MANAGEMENT AGREEMENT
MANAGEMENT AGREEMENT, dated as of May 20, 1997 by and between
COMCAST CORPORATION, a Pennsylvania corporation, with an address at 0000 Xxxxxx
Xxxxxx, Xxxxxxxxxxxx, Xxxxxxxxxxxx 00000 ("Comcast"), and COMCAST CELLULAR
COMMUNICATIONS, INC., a Delaware corporation with an address at 0000 Xxxxx
Xxxxxx Xxxxxx, Xxxxx 0000, Xxxxxxxxxx, Xxxxxxxx 00000 (including its
subsidiaries as they may exist at any time, "CCCI").
WHEREAS, CCCI owns and operates certain cellular telephone
systems (the "Systems"); and
WHEREAS, Comcast is experienced in the management and
operation of cellular telephone systems, CCCI has requested Comcast to render
supervisory services in connection with the management and operation of the
Systems, and Comcast is willing to do so on the terms and conditions hereinafter
set forth;
WHEREAS, Comcast and CCCI are parties to a certain Management
Agreement, dated as of March 5, 1992 ("Original Management Agreement") and it is
the desire of the parties not to terminate said agreement as certain Zero Coupon
Notes ("Zero Notes") issued by Comcast Cellular Corporation on March 5, 1992
were repaid in full; and
WHEREAS, due to repayment in full of the Zero Notes on May 19,
1997, the parties hereto wish to supersede the Original Management Agreement
with this Agreement;
NOW THEREFORE, the parties hereto, intending to be legally
bound, agree as follows:
1. Comcast shall use its commercially reasonable efforts to
supervise and manage the development and operation of the Systems.

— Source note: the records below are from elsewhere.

use crate::core::{PlotFrame, Point, Range, Size};
use crate::interaction::{CursorBehavior, StickMode};
use crate::render::{AnimatedProperty, Easing, Transition};

/// Gesture and visibility state shared by every cursor geometry.
///
/// Points are in the cursor's local frame; positions and ranges are
/// normalized.
#[derive(Debug, Clone, PartialEq)]
pub struct CursorState {
    pub(crate) frame: PlotFrame,
    pub(crate) behavior: CursorBehavior,
    pub(crate) point: Point,
    pub(crate) down_point: Option<Point>,
    pub(crate) up_point: Option<Point>,
    pub(crate) down_point_orig: Option<Point>,
    pub(crate) up_point_orig: Option<Point>,
    pub(crate) stick: StickMode,
    pub(crate) stick_point: Option<Point>,
    pub(crate) x_position: f64,
    pub(crate) y_position: f64,
    pub(crate) x_range: Option<Range>,
    pub(crate) y_range: Option<Range>,
    pub(crate) visible: bool,
    pub(crate) opacity: f64,
    pub(crate) fade: Option<Transition>,
    pub(crate) position_revision: u64,
}

impl CursorState {
    pub(crate) fn new(frame: PlotFrame, behavior: CursorBehavior) -> Self {
        Self {
            frame,
            behavior,
            point: Point::ORIGIN,
            down_point: None,
            up_point: None,
            down_point_orig: None,
            up_point_orig: None,
            stick: StickMode::None,
            stick_point: None,
            x_position: 0.0,
            y_position: 0.0,
            x_range: None,
            y_range: None,
            visible: false,
            opacity: 1.0,
            fade: None,
            position_revision: 0,
        }
    }

    #[must_use]
    pub fn frame(&self) -> PlotFrame {
        self.frame
    }

    #[must_use]
    pub fn size(&self) -> Size {
        self.frame.size
    }

    #[must_use]
    pub fn width(&self) -> f64 {
        self.frame.size.width
    }

    #[must_use]
    pub fn height(&self) -> f64 {
        self.frame.size.height
    }

    #[must_use]
    pub fn behavior(&self) -> CursorBehavior {
        self.behavior
    }

    /// Latest pointer position, rounded to one decimal.
    #[must_use]
    pub fn point(&self) -> Point {
        self.point
    }

    /// Where the active gesture started; `None` when no gesture is active.
    #[must_use]
    pub fn down_point(&self) -> Option<Point> {
        self.down_point
    }

    #[must_use]
    pub fn up_point(&self) -> Option<Point> {
        self.up_point
    }

    #[must_use]
    pub fn stick(&self) -> StickMode {
        self.stick
    }

    #[must_use]
    pub fn stick_point(&self) -> Option<Point> {
        self.stick_point
    }

    #[must_use]
    pub fn x_position(&self) -> f64 {
        self.x_position
    }

    #[must_use]
    pub fn y_position(&self) -> f64 {
        self.y_position
    }

    #[must_use]
    pub fn x_range(&self) -> Option<Range> {
        self.x_range
    }

    #[must_use]
    pub fn y_range(&self) -> Option<Range> {
        self.y_range
    }

    #[must_use]
    pub fn is_visible(&self) -> bool {
        self.visible
    }

    /// A fade-out is running; the cursor stays visible until it ends.
    #[must_use]
    pub fn is_hiding(&self) -> bool {
        self.fade.is_some()
    }

    #[must_use]
    pub fn opacity(&self) -> f64 {
        self.opacity
    }

    /// Bumped whenever the pointer position changes.
    #[must_use]
    pub fn position_revision(&self) -> u64 {
        self.position_revision
    }

    /// Stick overrides refuse to hide the cursor.
    pub(crate) fn hide_locked(&self) -> bool {
        self.stick.sticks() && self.stick_point.is_some()
    }

    pub(crate) fn show_now(&mut self) {
        self.fade = None;
        self.visible = true;
        self.opacity = 1.0;
    }

    /// Starts hiding; returns `false` when a stick override keeps the cursor.
    pub(crate) fn begin_hide(&mut self, duration_ms: f64) -> bool {
        if self.hide_locked() {
            return false;
        }
        if !self.visible {
            return true;
        }
        if duration_ms.is_finite() && duration_ms > 0.0 {
            if self.fade.is_none() {
                self.fade = Some(Transition::new(
                    AnimatedProperty::Opacity,
                    self.opacity,
                    0.0,
                    duration_ms,
                    Easing::CubicOut,
                ));
            }
        } else {
            self.finish_hide();
        }
        true
    }

    /// Advances a running fade; returns whether it is still running.
    pub(crate) fn step_fade(&mut self, delta_ms: f64) -> bool {
        let Some(fade) = self.fade.as_mut() else {
            return false;
        };
        self.opacity = fade.step(delta_ms);
        if fade.is_finished() {
            self.finish_hide();
            return false;
        }
        true
    }

    fn finish_hide(&mut self) {
        self.fade = None;
        self.visible = false;
        self.opacity = 1.0;
    }
}
use std::cell::RefCell;
use std::rc::Rc;

use chart_cursor::core::{PlotFrame, Point, Size};
use chart_cursor::extensions::{CursorContext, CursorEvent, CursorListener};
use chart_cursor::{ChartError, CursorBehavior, CursorConfig, XyCursor};

type Log = Rc<RefCell<Vec<(String, CursorEvent, CursorContext)>>>;

struct LoggingListener {
    id: String,
    log: Log,
}

impl LoggingListener {
    fn boxed(id: &str, log: &Log) -> Box<dyn CursorListener> {
        Box::new(Self {
            id: id.to_owned(),
            log: Rc::clone(log),
        })
    }
}

impl CursorListener for LoggingListener {
    fn id(&self) -> &str {
        &self.id
    }

    fn on_event(&mut self, event: CursorEvent, context: CursorContext) {
        self.log.borrow_mut().push((self.id.clone(), event, context));
    }
}

fn cursor(behavior: CursorBehavior) -> XyCursor {
    let frame = PlotFrame::new(Point::ORIGIN, Size::new(200.0, 100.0));
    XyCursor::new(CursorConfig::new(behavior), 1, frame).expect("valid cursor")
}

#[test]
fn duplicate_and_empty_ids_are_rejected() {
    let log = Log::default();
    let mut cursor = cursor(CursorBehavior::ZoomX);
    cursor
        .register_listener(LoggingListener::boxed("a", &log))
        .expect("first registration");

    let duplicate = cursor.register_listener(LoggingListener::boxed("a", &log));
    assert!(matches!(
        duplicate,
        Err(ChartError::DuplicateListener { ref id }) if id == "a"
    ));
    let empty = cursor.register_listener(LoggingListener::boxed("", &log));
    assert!(matches!(empty, Err(ChartError::InvalidData(_))));
    assert_eq!(cursor.listener_count(), 1);
}

#[test]
fn unregister_stops_delivery() {
    let log = Log::default();
    let mut cursor = cursor(CursorBehavior::ZoomX);
    cursor
        .register_listener(LoggingListener::boxed("a", &log))
        .expect("register");
    assert!(cursor.has_listener("a"));
    assert!(cursor.unregister_listener("a"));
    assert!(!cursor.unregister_listener("a"));

    cursor.trigger_move(Point::new(50.0, 50.0), None, false);
    assert!(log.borrow().is_empty());
}

#[test]
fn listeners_run_in_registration_order() {
    let log = Log::default();
    let mut cursor = cursor(CursorBehavior::ZoomX);
    for id in ["first", "second"] {
        cursor
            .register_listener(LoggingListener::boxed(id, &log))
            .expect("register");
    }
    cursor.trigger_move(Point::new(50.0, 50.0), None, false);

    let ids: Vec<String> = log.borrow().iter().map(|(id, _, _)| id.clone()).collect();
    assert_eq!(ids, ["first", "second"]);
}

#[test]
fn context_reflects_the_state_at_emission() {
    let log = Log::default();
    let mut cursor = cursor(CursorBehavior::SelectXY);
    cursor
        .register_listener(LoggingListener::boxed("a", &log))
        .expect("register");
    cursor.trigger_move(Point::new(20.0, 20.0), None, false);
    let _ = cursor.trigger_down(Point::new(20.0, 20.0));
    cursor.trigger_move(Point::new(120.0, 70.0), None, false);
    let _ = cursor.trigger_up(Point::new(120.0, 70.0));

    let log = log.borrow();
    let (_, started, started_context) = log
        .iter()
        .find(|(_, event, _)| *event == CursorEvent::SelectStarted)
        .cloned()
        .expect("select started");
    assert_eq!(started, CursorEvent::SelectStarted);
    assert_eq!(started_context.down_point, Some(Point::new(20.0, 20.0)));
    assert!(started_context.visible);

    let (_, ended, ended_context) = log.last().cloned().expect("an event");
    assert_eq!(ended.name(), "selectended");
    assert_eq!(ended_context.down_point, Some(Point::new(20.0, 20.0)));
    assert_eq!(ended_context.x_range, ended.ranges().map(|(x, _)| x));
    assert_eq!(ended_context.behavior, CursorBehavior::SelectXY);
}

#[test]
fn dispose_drops_listeners() {
    let log = Log::default();
    let mut cursor = cursor(CursorBehavior::ZoomX);
    cursor
        .register_listener(LoggingListener::boxed("a", &log))
        .expect("register");
    cursor.dispose();
    assert_eq!(cursor.listener_count(), 0);
}

#[test]
fn events_serialize_with_a_type_tag() {
    let event = CursorEvent::ZoomEnded {
        x_range: chart_cursor::core::Range::new(0.1, 0.4),
        y_range: chart_cursor::core::Range::FULL,
    };
    let json = serde_json::to_value(event).expect("serialize");
    assert_eq!(json["type"], "zoom_ended");
    assert_eq!(json["x_range"]["start"], 0.1);

    let parsed: CursorEvent =
        serde_json::from_str(r#"{"type":"behavior_canceled"}"#).expect("deserialize");
    assert_eq!(parsed, CursorEvent::BehaviorCanceled);
}
pub mod math;
pub mod types;

pub use types::{PlotFrame, Point, Range, RelativeValue, Size};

2. Specifically, Comcast shall, at the expense of CCCI,
arrange for and supervise the performance of the following functions, but will
not necessarily perform any of such functions itself:
(a) purchasing equipment and materials and the
provision of labor and
other services;
(b) interviewing, hiring, discharging and training
personnel;
(c) establishing office and accounting procedures and
administration thereof;
(d) establishing procedures for maintenance,
replacement, and expansion of the systems;
(e) preparing market surveys from time to time and,
on the basis thereof, preparing and submitting to CCCI operating projections
which will include (i) a breakdown of capital requirements for additional
operating facilities; annual operating budgets; and (ii) cash flow analysis;
(f) preparing advertising and sales promotion
programs, including newspaper, radio, and other advertising, direct selling, and
special events activities; and
(g) preparing periodic reports to CCCI regarding
operations and general developments in the cellular industry as they may affect
CCCI's operations.
3. As compensation for such services, Comcast shall be paid an
annual management fee, payable in quarterly installments, in an amount equal to
one and one-half
2
percent (1.5%) of the consolidated gross operating revenue ("Total Revenue") of
CCCI during the relevant fiscal year. Total Revenue shall include revenue
derived in the ordinary course of business in respect of the Cellular
Communications Systems of CCCI (excluding interest income and unusual or
extraordinary items) computed pursuant to CCCI's method of accounting for
reporting Total Revenue for federal income tax purposes.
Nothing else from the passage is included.